Today’s top health stories: 08 January
January 8, 2015
Pharma companies threaten legal action over NHS England’s decision to halt access to expensive drugs
Pharma companies have expressed their discontent at NHS England’s expected plans to remove access to a range of medicines due to their high prices.
NHS England’s Cancer Drugs Fund, which was set up to allow patients access to drugs regardless of their cost and has been used by 55,000 people, is set to be £100m over budget by the end of the financial year.
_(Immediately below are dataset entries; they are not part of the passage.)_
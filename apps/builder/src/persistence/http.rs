//! `ResumeStore` over the resume REST API.
use std::time::Duration;

use async_trait::async_trait;
use reqwest::{Client, RequestBuilder, Response, StatusCode, Url};
use serde::{de::DeserializeOwned, Deserialize, Serialize};
use serde_json::Value;
use tracing::{debug, warn};

use super::{
    check_version_label, Readiness, ResumeStore, StoreError, StoreOp, DOWNLOAD_LIMIT_MESSAGE,
};
use crate::models::resume::{ResumeDocument, ResumeSummary, ResumeVersion};

#[derive(Debug, Deserialize)]
struct SummaryPage {
    #[serde(default)]
    count: Option<u64>,
    #[serde(default)]
    data: Vec<ResumeSummary>,
}

#[derive(Debug, Serialize)]
#[serde(rename_all = "camelCase")]
struct MatchRequest<'a> {
    version_label: &'a str,
    job_description: &'a str,
}

/// Error bodies are either plain text or `{ "message": ... }`.
#[derive(Debug, Deserialize)]
struct ApiErrorBody {
    message: String,
}

fn api_error(op: StoreOp, status: StatusCode, body: String) -> StoreError {
    let message = serde_json::from_str::<ApiErrorBody>(&body)
        .map(|e| e.message)
        .unwrap_or(body);
    warn!("Resume API {op} returned {status}: {message}");
    StoreError::Api {
        op,
        status: status.as_u16(),
        message,
    }
}

/// Maps the download check response.
///
/// 2xx with a body announcing readiness is `Ready`; a body that negates it
/// (`not ready`, `not_ready`) or says anything else is `NotReady` carrying that
/// text. 403 means the download quota is used up; other statuses are errors.
pub(crate) fn download_readiness(
    version_label: &str,
    status: StatusCode,
    body: String,
) -> Result<Readiness, StoreError> {
    if status == StatusCode::FORBIDDEN {
        return Ok(Readiness::NotReady(DOWNLOAD_LIMIT_MESSAGE.to_string()));
    }
    if status == StatusCode::NOT_FOUND {
        return Err(StoreError::NotFound(version_label.to_string()));
    }
    if !status.is_success() {
        return Err(api_error(StoreOp::Download, status, body));
    }
    let text = body.to_lowercase();
    let negated = ["not ready", "not_ready", "not-ready", "notready"]
        .iter()
        .any(|n| text.contains(n));
    if text.contains("ready") && !negated {
        Ok(Readiness::Ready)
    } else if body.trim().is_empty() {
        Ok(Readiness::NotReady(
            "The resume is not ready for download yet.".to_string(),
        ))
    } else {
        Ok(Readiness::NotReady(body))
    }
}

#[derive(Clone)]
pub struct HttpResumeStore {
    client: Client,
    base_url: Url,
    token: Option<String>,
}

impl HttpResumeStore {
    pub fn new(
        base_url: impl AsRef<str>,
        token: Option<String>,
        timeout: Duration,
    ) -> Result<Self, StoreError> {
        let base_url = Url::parse(base_url.as_ref())
            .map_err(|e| StoreError::Unavailable(format!("invalid resume API URL: {e}")))?;
        if base_url.cannot_be_a_base() {
            return Err(StoreError::Unavailable(format!(
                "resume API URL '{base_url}' cannot carry a path"
            )));
        }
        let client = Client::builder().timeout(timeout).build()?;
        Ok(Self {
            client,
            base_url,
            token,
        })
    }

    /// Appends `segments` to the base path; each one is percent-encoded, so a
    /// segment can never add or climb path levels.
    fn endpoint(&self, segments: &[&str]) -> Result<Url, StoreError> {
        let mut url = self.base_url.clone();
        url.path_segments_mut()
            .map_err(|_| StoreError::Unavailable("resume API URL cannot carry a path".into()))?
            .pop_if_empty()
            .extend(segments);
        Ok(url)
    }

    /// Endpoint whose path contains a version label.
    fn labelled(&self, segments: &[&str], version_label: &str) -> Result<Url, StoreError> {
        check_version_label(version_label)?;
        self.endpoint(segments)
    }

    fn authorize(&self, request: RequestBuilder) -> RequestBuilder {
        match &self.token {
            Some(token) => request.bearer_auth(token),
            None => request,
        }
    }

    async fn dispatch(&self, op: StoreOp, request: RequestBuilder) -> Result<Response, StoreError> {
        self.authorize(request).send().await.map_err(|e| {
            warn!("Resume API {op} request failed: {e}");
            StoreError::Http(e)
        })
    }

    async fn send(&self, op: StoreOp, request: RequestBuilder) -> Result<Response, StoreError> {
        let response = self.dispatch(op, request).await?;
        let status = response.status();
        if status.is_success() {
            debug!("Resume API {op} succeeded ({status})");
            return Ok(response);
        }
        let body = response.text().await.unwrap_or_default();
        Err(api_error(op, status, body))
    }

    async fn json<T: DeserializeOwned>(
        &self,
        op: StoreOp,
        request: RequestBuilder,
    ) -> Result<T, StoreError> {
        let response = self.send(op, request).await?;
        let body = response.text().await?;
        Ok(serde_json::from_str(&body)?)
    }
}

/// Maps an API 404 on a keyed lookup to `NotFound`.
fn not_found_as(label: &str, err: StoreError) -> StoreError {
    match err {
        StoreError::Api { status: 404, .. } => StoreError::NotFound(label.to_string()),
        other => other,
    }
}

#[async_trait]
impl ResumeStore for HttpResumeStore {
    async fn create_resume(&self, document: &ResumeDocument) -> Result<ResumeVersion, StoreError> {
        let url = self.endpoint(&["user", "resume", "create"])?;
        self.json(StoreOp::Create, self.client.post(url).json(document))
            .await
    }

    async fn update_resume(
        &self,
        version_label: &str,
        document: &ResumeDocument,
    ) -> Result<ResumeVersion, StoreError> {
        let url = self.labelled(&["user", "resume", "update", version_label], version_label)?;
        self.json(StoreOp::Update, self.client.put(url).json(document))
            .await
            .map_err(|e| not_found_as(version_label, e))
    }

    async fn get_resume_by_version(
        &self,
        version_label: &str,
    ) -> Result<ResumeVersion, StoreError> {
        let url = self.labelled(&["user", "resume", version_label], version_label)?;
        self.json(StoreOp::Load, self.client.get(url))
            .await
            .map_err(|e| not_found_as(version_label, e))
    }

    async fn get_latest_resume(&self) -> Result<ResumeVersion, StoreError> {
        let url = self.endpoint(&["user", "resume", "get"])?;
        self.json(StoreOp::Load, self.client.get(url))
            .await
            .map_err(|e| not_found_as("latest", e))
    }

    async fn get_all_resume_summaries(&self) -> Result<Vec<ResumeSummary>, StoreError> {
        let url = self.endpoint(&["user", "resume", "get-all"])?;
        match self
            .json::<SummaryPage>(StoreOp::List, self.client.get(url))
            .await
        {
            Ok(page) => {
                debug!(
                    "Listed {} resume versions (reported count {:?})",
                    page.data.len(),
                    page.count
                );
                Ok(page.data)
            }
            Err(StoreError::Api { status: 404, .. }) => Ok(Vec::new()),
            Err(e) => Err(e),
        }
    }

    async fn delete_resume_by_version(&self, version_label: &str) -> Result<String, StoreError> {
        let url = self.labelled(
            &["user", "resume", "version-label", version_label, "delete"],
            version_label,
        )?;
        let response = self
            .send(StoreOp::Delete, self.client.delete(url))
            .await
            .map_err(|e| not_found_as(version_label, e))?;
        let body = response.text().await?;
        Ok(if body.trim().is_empty() {
            format!("Resume {version_label} deleted")
        } else {
            body
        })
    }

    async fn request_download_readiness(
        &self,
        version_label: &str,
    ) -> Result<Readiness, StoreError> {
        let url = self.labelled(&["user", "resume", version_label, "download"], version_label)?;
        let response = self.dispatch(StoreOp::Download, self.client.get(url)).await?;
        let status = response.status();
        let body = response.text().await.unwrap_or_default();
        download_readiness(version_label, status, body)
    }

    async fn match_resume_against_job_description(
        &self,
        version_label: &str,
        job_description: &str,
    ) -> Result<Value, StoreError> {
        check_version_label(version_label)?;
        let url = self.endpoint(&["user", "resume", "match-jd"])?;
        let request = self.client.post(url).json(&MatchRequest {
            version_label,
            job_description,
        });
        self.json(StoreOp::Match, request).await
    }
}

#[cfg(test)]
mod tests {
    use super::*;

    fn store(base: &str) -> HttpResumeStore {
        HttpResumeStore::new(base, Some("svc".into()), Duration::from_secs(5)).unwrap()
    }

    #[test]
    fn test_endpoint_appends_to_base_path() {
        for base in ["http://localhost:9000/api", "http://localhost:9000/api/"] {
            let url = store(base).endpoint(&["user", "resume", "get"]).unwrap();
            assert_eq!(url.as_str(), "http://localhost:9000/api/user/resume/get");
        }
    }

    #[test]
    fn test_label_segment_is_encoded_and_stays_under_resume_path() {
        let url = store("http://backend.local/api")
            .endpoint(&["user", "resume", "../../admin/users"])
            .unwrap();
        assert!(url.path().starts_with("/api/user/resume/"), "{}", url.path());
        assert!(!url.path().contains("/admin/"));
        assert_eq!(url.path_segments().unwrap().count(), 4);

        let url = store("http://backend.local/api")
            .endpoint(&["user", "resume", "v 1?x#y"])
            .unwrap();
        assert_eq!(url.path(), "/api/user/resume/v%201%3Fx%23y");
        assert!(url.query().is_none());
    }

    #[test]
    fn test_traversal_label_is_rejected_before_any_request() {
        let err = store("http://backend.local/api")
            .labelled(&["user", "resume", "../../admin/users"], "../../admin/users")
            .unwrap_err();
        assert!(matches!(err, StoreError::InvalidLabel(_)));
    }

    #[test]
    fn test_invalid_base_url_is_rejected() {
        assert!(matches!(
            HttpResumeStore::new("not a url", None, Duration::from_secs(5)),
            Err(StoreError::Unavailable(_))
        ));
    }

    #[test]
    fn test_readiness_ready_body() {
        assert_eq!(
            download_readiness("v1", StatusCode::OK, "Resume is ready for download".into()).unwrap(),
            Readiness::Ready
        );
        assert_eq!(
            download_readiness("v1", StatusCode::OK, r#"{"status":"READY"}"#.into()).unwrap(),
            Readiness::Ready
        );
    }

    #[test]
    fn test_readiness_negated_or_other_body_is_not_ready() {
        assert_eq!(
            download_readiness("v1", StatusCode::OK, "Resume not ready".into()).unwrap(),
            Readiness::NotReady("Resume not ready".into())
        );
        assert_eq!(
            download_readiness("v1", StatusCode::OK, r#"{"status":"NOT_READY"}"#.into()).unwrap(),
            Readiness::NotReady(r#"{"status":"NOT_READY"}"#.into())
        );
        assert!(matches!(
            download_readiness("v1", StatusCode::OK, String::new()).unwrap(),
            Readiness::NotReady(_)
        ));
    }

    #[test]
    fn test_readiness_forbidden_is_quota() {
        assert_eq!(
            download_readiness("v1", StatusCode::FORBIDDEN, "quota".into()).unwrap(),
            Readiness::NotReady(DOWNLOAD_LIMIT_MESSAGE.to_string())
        );
    }

    #[test]
    fn test_readiness_other_statuses_are_errors() {
        assert!(matches!(
            download_readiness("v9", StatusCode::NOT_FOUND, String::new()),
            Err(StoreError::NotFound(label)) if label == "v9"
        ));
        assert!(matches!(
            download_readiness("v1", StatusCode::INTERNAL_SERVER_ERROR, r#"{"message":"db down"}"#.into()),
            Err(StoreError::Api { op: StoreOp::Download, status: 500, message }) if message == "db down"
        ));
        assert!(matches!(
            download_readiness("v1", StatusCode::UNAUTHORIZED, String::new()),
            Err(StoreError::Api { status: 401, .. })
        ));
    }

    #[test]
    fn test_summary_page_parses() {
        let page: SummaryPage = serde_json::from_str(
            r#"{"status":"success","count":2,"data":[
                {"versionLabel":"v1","title":"A"},
                {"versionLabel":"v2","title":"B","templateName":"LexingtonTemplate"}
            ]}"#,
        )
        .unwrap();
        assert_eq!(page.count, Some(2));
        assert_eq!(page.data[1].version_label, "v2");
    }

    #[test]
    fn test_match_request_is_camel_case() {
        let body = serde_json::to_value(MatchRequest {
            version_label: "v3",
            job_description: "Rust engineer",
        })
        .unwrap();
        assert_eq!(body["versionLabel"], "v3");
        assert_eq!(body["jobDescription"], "Rust engineer");
    }

    #[test]
    fn test_404_becomes_not_found() {
        let err = not_found_as(
            "v7",
            StoreError::Api {
                op: StoreOp::Load,
                status: 404,
                message: String::new(),
            },
        );
        assert!(matches!(err, StoreError::NotFound(label) if label == "v7"));
    }
}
Medicines which will be no longer paid by the fund include breast cancer drugs Eisai’s Halaven (eribulin, breast cancer), Sanofi’s Zaltrap (Aflibercept, bowel cancer) and Roche’s Kadcyla (Trastuzumab emtansine, bowel cancer).
Chief executive of Myeloma UK, Eric Lowe, believes that the Cancer Drugs Fund is unsustainable and a “policy anomaly”.
Scientists discover 25 new antibiotics in clinical study
Following a three-year gap since the last clinical discovery of antibiotics, a novel approach to cultivating bacteria has led to a yield of 25 new antibiotics.
These new antibiotics, described by the researchers as the “tip of the iceberg” in their published journal in Nature, could potentially revive antibiotic discovery.
Recent decades have seen microbes become increasingly resistant to antibiotics, leading to so-called ‘super bugs’ which have caused media stirs.
Source: BBC News
Signs that Ebola is slowing in Sierra Leone
Although 248 new confirmed cases of Ebola have been reported in Sierra Leone during the past week, the spread of Ebola in the country appears to be slowing according to the World Health Organisation.
Ebola cases in Sierra Leone far outstrip those of any other country, with almost 10,000 cases and 3000 deaths. Ebola cases are still underreported throughout western Africa.
Ismail Ould Cheikh Ahmed, head of the United Nations Ebola response team, is warning against complacency in Sierra Leone against the continual threat of Ebola: “It is only at this moment of optimism and relative success that sometimes we are worried of a sense of complacency”.